Cost in Translation: English Language Education in the Washington, D.C. Metropolitan Area
February 2015 | View the Full Report
The high cost of educating K-12 public school students who are not proficient in English is well documented. So too, is the fact that most Limited English Proficient (LEP) students are children of illegal alien parents. The recent “surge” of Unaccompanied Alien Children (UAC) and families with young children who poured across our borders in the spring and summer of 2014 exacerbated an already formidable and costly task for public school educators and administrators in many localities across the United States.
According to data from the Department of Health and Human Services, more than 55,000 UACs were released to relatives and other sponsors throughout the United States between October 2013 and September 2014. Over 5,100 UACs were settled in the Washington, D.C. metro area, where there is a sizeable illegal alien population of approximately 438,000 with an additional approximately 100,000 U.S.-born children of illegal aliens. The illegal alien population in the D.C. metro area has grown steadily along with the overall foreign-born population. So, too, has the number of students in area public schools that are not proficient in English.

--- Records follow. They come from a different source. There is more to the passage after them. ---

// ============================================================================
// Background Worker
// ============================================================================
// CONCEPT RUST : Background async worker avec channels
// - Thread séparé qui possède un runtime tokio
// - Reçoit des AppCommand via un channel (command_rx)
// - Lance une tâche async par commande (les requêtes se chevauchent)
// - Renvoie un AppResult par commande via un autre channel (result_tx)
// - L'UI ne bloque jamais sur le réseau
//
// Chaque commande de taux porte un numéro de requête (RequestId).
// Le worker le renvoie tel quel : c'est App qui décide si le résultat
// est encore d'actualité.
// ============================================================================

use std::sync::mpsc;
use std::thread::JoinHandle;

use anyhow::Result;
use chrono::{NaiveDate, Utc};
use tracing::{debug, error, info, warn};

use crate::api::FrankfurterClient;
use crate::models::{trend_reference_date, Catalog, RateTable, Trend, TARGET_CURRENCIES};

/// Numéro de génération d'une requête
pub type RequestId = u64;

/// Commandes envoyées au worker thread
#[derive(Debug, Clone, PartialEq)]
pub enum AppCommand {
    /// Charger le catalogue des devises (une seule fois au démarrage)
    LoadCatalog,

    /// Charger le taux unitaire actuel et celui d'il y a deux jours
    FetchConversion {
        request: RequestId,
        from: String,
        to: String,
    },

    /// Charger la table des taux pour une devise de base
    FetchRates { request: RequestId, base: String },
}

/// Résultats renvoyés par le worker thread
#[derive(Debug, Clone, PartialEq)]
pub enum AppResult {
    /// Catalogue chargé
    CatalogLoaded { catalog: Catalog },

    /// Échec du chargement du catalogue (bloquant pour l'UI)
    CatalogFailed { error: String },

    /// Taux et tendance chargés pour une paire
    ConversionLoaded {
        request: RequestId,
        from: String,
        to: String,
        rate: f64,
        trend: Trend,
    },

    /// Échec du chargement du taux ou du taux historique
    ConversionFailed {
        request: RequestId,
        from: String,
        to: String,
        error: String,
    },

    /// Table des taux chargée
    RatesLoaded { request: RequestId, table: RateTable },

    /// Échec du chargement de la table
    RatesFailed {
        request: RequestId,
        base: String,
        error: String,
    },
}

/// Lance le worker thread
///
/// Le thread s'arrête quand tous les `Sender<AppCommand>` sont droppés.
///
/// # Arguments
/// * `client` - Client Frankfurter (cloné pour chaque tâche)
/// * `command_rx` - Receiver pour recevoir les commandes
/// * `result_tx` - Sender pour envoyer les résultats
pub fn spawn_background_worker(
    client: FrankfurterClient,
    command_rx: mpsc::Receiver<AppCommand>,
    result_tx: mpsc::Sender<AppResult>,
) -> JoinHandle<()> {
    std::thread::spawn(move || {
        // Runtime multi-thread : plusieurs requêtes peuvent être en vol
        let runtime = match tokio::runtime::Runtime::new() {
            Ok(runtime) => runtime,
            Err(e) => {
                error!(error = ?e, "Failed to create tokio runtime, worker not started");
                return;
            }
        };

        // CONCEPT : while let sur recv()
        // - Ok(command) : traite la commande
        // - Err(_) : channel fermé, on sort de la boucle
        while let Ok(command) = command_rx.recv() {
            info!(?command, "Worker received command");

            let client = client.clone();
            let result_tx = result_tx.clone();
            runtime.spawn(async move {
                let today = Utc::now().date_naive();
                let result = execute(&client, command, today).await;
                if result_tx.send(result).is_err() {
                    debug!("Result channel closed, dropping result");
                }
            });
        }

        info!("Worker thread exiting (channel closed)");
        runtime.shutdown_background();
    })
}

/// Exécute une commande et la transforme en résultat
///
/// `today` est passé en paramètre pour que la date historique soit
/// déterministe dans les tests.
pub async fn execute(client: &FrankfurterClient, command: AppCommand, today: NaiveDate) -> AppResult {
    match command {
        AppCommand::LoadCatalog => match client.fetch_currencies().await {
            Ok(catalog) => AppResult::CatalogLoaded { catalog },
            Err(e) => {
                error!(error = ?e, "Failed to load currency catalog");
                AppResult::CatalogFailed {
                    error: format!("{:#}", e),
                }
            }
        },

        AppCommand::FetchConversion { request, from, to } => {
            match fetch_conversion(client, &from, &to, today).await {
                Ok((rate, trend)) => {
                    info!(request, from = %from, to = %to, rate, ?trend, "Conversion rate loaded");
                    AppResult::ConversionLoaded {
                        request,
                        from,
                        to,
                        rate,
                        trend,
                    }
                }
                Err(e) => {
                    warn!(request, from = %from, to = %to, error = ?e, "Conversion error");
                    AppResult::ConversionFailed {
                        request,
                        from,
                        to,
                        error: format!("{:#}", e),
                    }
                }
            }
        }

        AppCommand::FetchRates { request, base } => {
            match client.fetch_rates(&base, &TARGET_CURRENCIES).await {
                Ok(table) => {
                    info!(request, base = %base, count = table.len(), "Rate table loaded");
                    AppResult::RatesLoaded { request, table }
                }
                Err(e) => {
                    warn!(request, base = %base, error = ?e, "Rates fetch error");
                    AppResult::RatesFailed {
                        request,
                        base,
                        error: format!("{:#}", e),
                    }
                }
            }
        }
    }
}

/// Charge le taux actuel puis le taux historique et calcule la tendance
async fn fetch_conversion(
    client: &FrankfurterClient,
    from: &str,
    to: &str,
    today: NaiveDate,
) -> Result<(f64, Trend)> {
    let current = client.fetch_latest_rate(from, to).await?;

    let reference_date = trend_reference_date(today);
    let historical = client.fetch_historical_rate(reference_date, from, to).await?;

    let trend = Trend::between(current, historical);
    debug!(current, historical, %reference_date, ?trend, "Computed trend");
    Ok((current, trend))
}

// ============================================================================
// Tests unitaires
// ============================================================================

#[cfg(test)]
mod tests {
    use super::*;
    use std::time::Duration;
    use wiremock::matchers::{method, path, query_param};
    use wiremock::{Mock, MockServer, ResponseTemplate};

    fn today() -> NaiveDate {
        NaiveDate::from_ymd_opt(2024, 3, 1).unwrap()
    }

    fn unit_rate_json(base: &str, to: &str, rate: f64) -> String {
        format!(
            r#"{{"amount":1.0,"base":"{}","date":"2024-03-01","rates":{{"{}":{}}}}}"#,
            base, to, rate
        )
    }

    async fn mount_pair(server: &MockServer, current: f64, historical: f64) {
        Mock::given(method("GET"))
            .and(path("/latest"))
            .and(query_param("from", "USD"))
            .and(query_param("to", "EUR"))
            .respond_with(ResponseTemplate::new(200).set_body_raw(unit_rate_json("USD", "EUR", current), "application/json"))
            .mount(server)
            .await;

        Mock::given(method("GET"))
            .and(path("/2024-02-28"))
            .respond_with(ResponseTemplate::new(200).set_body_raw(unit_rate_json("USD", "EUR", historical), "application/json"))
            .mount(server)
            .await;
    }

    #[tokio::test]
    async fn test_conversion_trend_down() {
        let server = MockServer::start().await;
        mount_pair(&server, 0.90, 0.95).await;
        let client = FrankfurterClient::new(&server.uri()).unwrap();

        let command = AppCommand::FetchConversion {
            request: 7,
            from: "USD".to_string(),
            to: "EUR".to_string(),
        };

        let result = execute(&client, command, today()).await;
        assert_eq!(
            result,
            AppResult::ConversionLoaded {
                request: 7,
                from: "USD".to_string(),
                to: "EUR".to_string(),
                rate: 0.90,
                trend: Trend::Down,
            }
        );
    }

    #[tokio::test]
    async fn test_conversion_trend_up() {
        let server = MockServer::start().await;
        mount_pair(&server, 0.97, 0.95).await;
        let client = FrankfurterClient::new(&server.uri()).unwrap();

        let command = AppCommand::FetchConversion {
            request: 1,
            from: "USD".to_string(),
            to: "EUR".to_string(),
        };

        match execute(&client, command, today()).await {
            AppResult::ConversionLoaded { trend, .. } => assert_eq!(trend, Trend::Up),
            other => panic!("unexpected result: {:?}", other),
        }
    }

    #[tokio::test]
    async fn test_conversion_fails_without_historical_rate() {
        let server = MockServer::start().await;
        Mock::given(method("GET"))
            .and(path("/latest"))
            .respond_with(ResponseTemplate::new(200).set_body_raw(unit_rate_json("USD", "EUR", 0.9), "application/json"))
            .mount(&server)
            .await;
        let client = FrankfurterClient::new(&server.uri()).unwrap();

        let command = AppCommand::FetchConversion {
            request: 3,
            from: "USD".to_string(),
            to: "EUR".to_string(),
        };

        match execute(&client, command, today()).await {
            AppResult::ConversionFailed { request, .. } => assert_eq!(request, 3),
            other => panic!("unexpected result: {:?}", other),
        }
    }

    #[tokio::test]
    async fn test_rates_for_usd_base() {
        let server = MockServer::start().await;
        let rates: Vec<String> = TARGET_CURRENCIES
            .iter()
            .enumerate()
            .map(|(i, code)| format!(r#""{}":{}"#, code, 1.0 + i as f64 / 10.0))
            .collect();
        let body = format!(
            r#"{{"amount":1.0,"base":"USD","date":"2024-03-01","rates":{{{}}}}}"#,
            rates.join(",")
        );
        Mock::given(method("GET"))
            .and(path("/latest"))
            .and(query_param("from", "USD"))
            .respond_with(ResponseTemplate::new(200).set_body_raw(body, "application/json"))
            .mount(&server)
            .await;
        let client = FrankfurterClient::new(&server.uri()).unwrap();

        let command = AppCommand::FetchRates {
            request: 2,
            base: "USD".to_string(),
        };

        match execute(&client, command, today()).await {
            AppResult::RatesLoaded { request, table } => {
                assert_eq!(request, 2);
                assert_eq!(table.len(), TARGET_CURRENCIES.len());
                assert!(!table.contains("USD"));
                for code in TARGET_CURRENCIES {
                    assert!(table.contains(code), "missing {}", code);
                }
            }
            other => panic!("unexpected result: {:?}", other),
        }
    }

    #[tokio::test]
    async fn test_catalog_failure() {
        let server = MockServer::start().await;
        Mock::given(method("GET"))
            .and(path("/currencies"))
            .respond_with(ResponseTemplate::new(503))
            .mount(&server)
            .await;
        let client = FrankfurterClient::new(&server.uri()).unwrap();

        let result = execute(&client, AppCommand::LoadCatalog, today()).await;
        assert!(matches!(result, AppResult::CatalogFailed { .. }));
    }

    #[tokio::test]
    async fn test_background_worker_round_trip() {
        let server = MockServer::start().await;
        Mock::given(method("GET"))
            .and(path("/currencies"))
            .respond_with(ResponseTemplate::new(200).set_body_raw(r#"{"EUR":"Euro","USD":"United States Dollar"}"#, "application/json"))
            .mount(&server)
            .await;
        let client = FrankfurterClient::new(&server.uri()).unwrap();

        let (command_tx, command_rx) = mpsc::channel();
        let (result_tx, result_rx) = mpsc::channel();
        let handle = spawn_background_worker(client, command_rx, result_tx);

        command_tx.send(AppCommand::LoadCatalog).unwrap();

        // Attente non bloquante pour laisser tourner le runtime du test
        let mut received = None;
        for _ in 0..500 {
            if let Ok(result) = result_rx.try_recv() {
                received = Some(result);
                break;
            }
            tokio::time::sleep(Duration::from_millis(10)).await;
        }

        match received {
            Some(AppResult::CatalogLoaded { catalog }) => assert_eq!(catalog.len(), 2),
            other => panic!("unexpected result: {:?}", other),
        }

        drop(command_tx);
        handle.join().unwrap();
    }
}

The money spent on LEP education in the D.C. area is substantial. Most of that funding comes from local sources, usually from property taxes, with most of the rest coming out of state budgets. The federal government, which is primarily responsible for the influx of immigrant and children of immigrant into local school systems, contributes only a negligible amount of funding to offset the cost of LEP education.
While more money is being spent in D.C. area schools on LEP education, these same school districts are cutting funding in other areas, or struggling to find ways to fund current ones, usually by proposing to raise property and transit taxes. As the number of LEP students in area schools continues to increase, the resources available for English-speaking students are diverted into programs for non-English speakers. More study is needed to determine the full effects that a large influx of LEP students into a school district has on the students already there, but it is clear there is an “achievement gap” between native English speakers and LEP students, which causes more funds to be devoted to LEP education.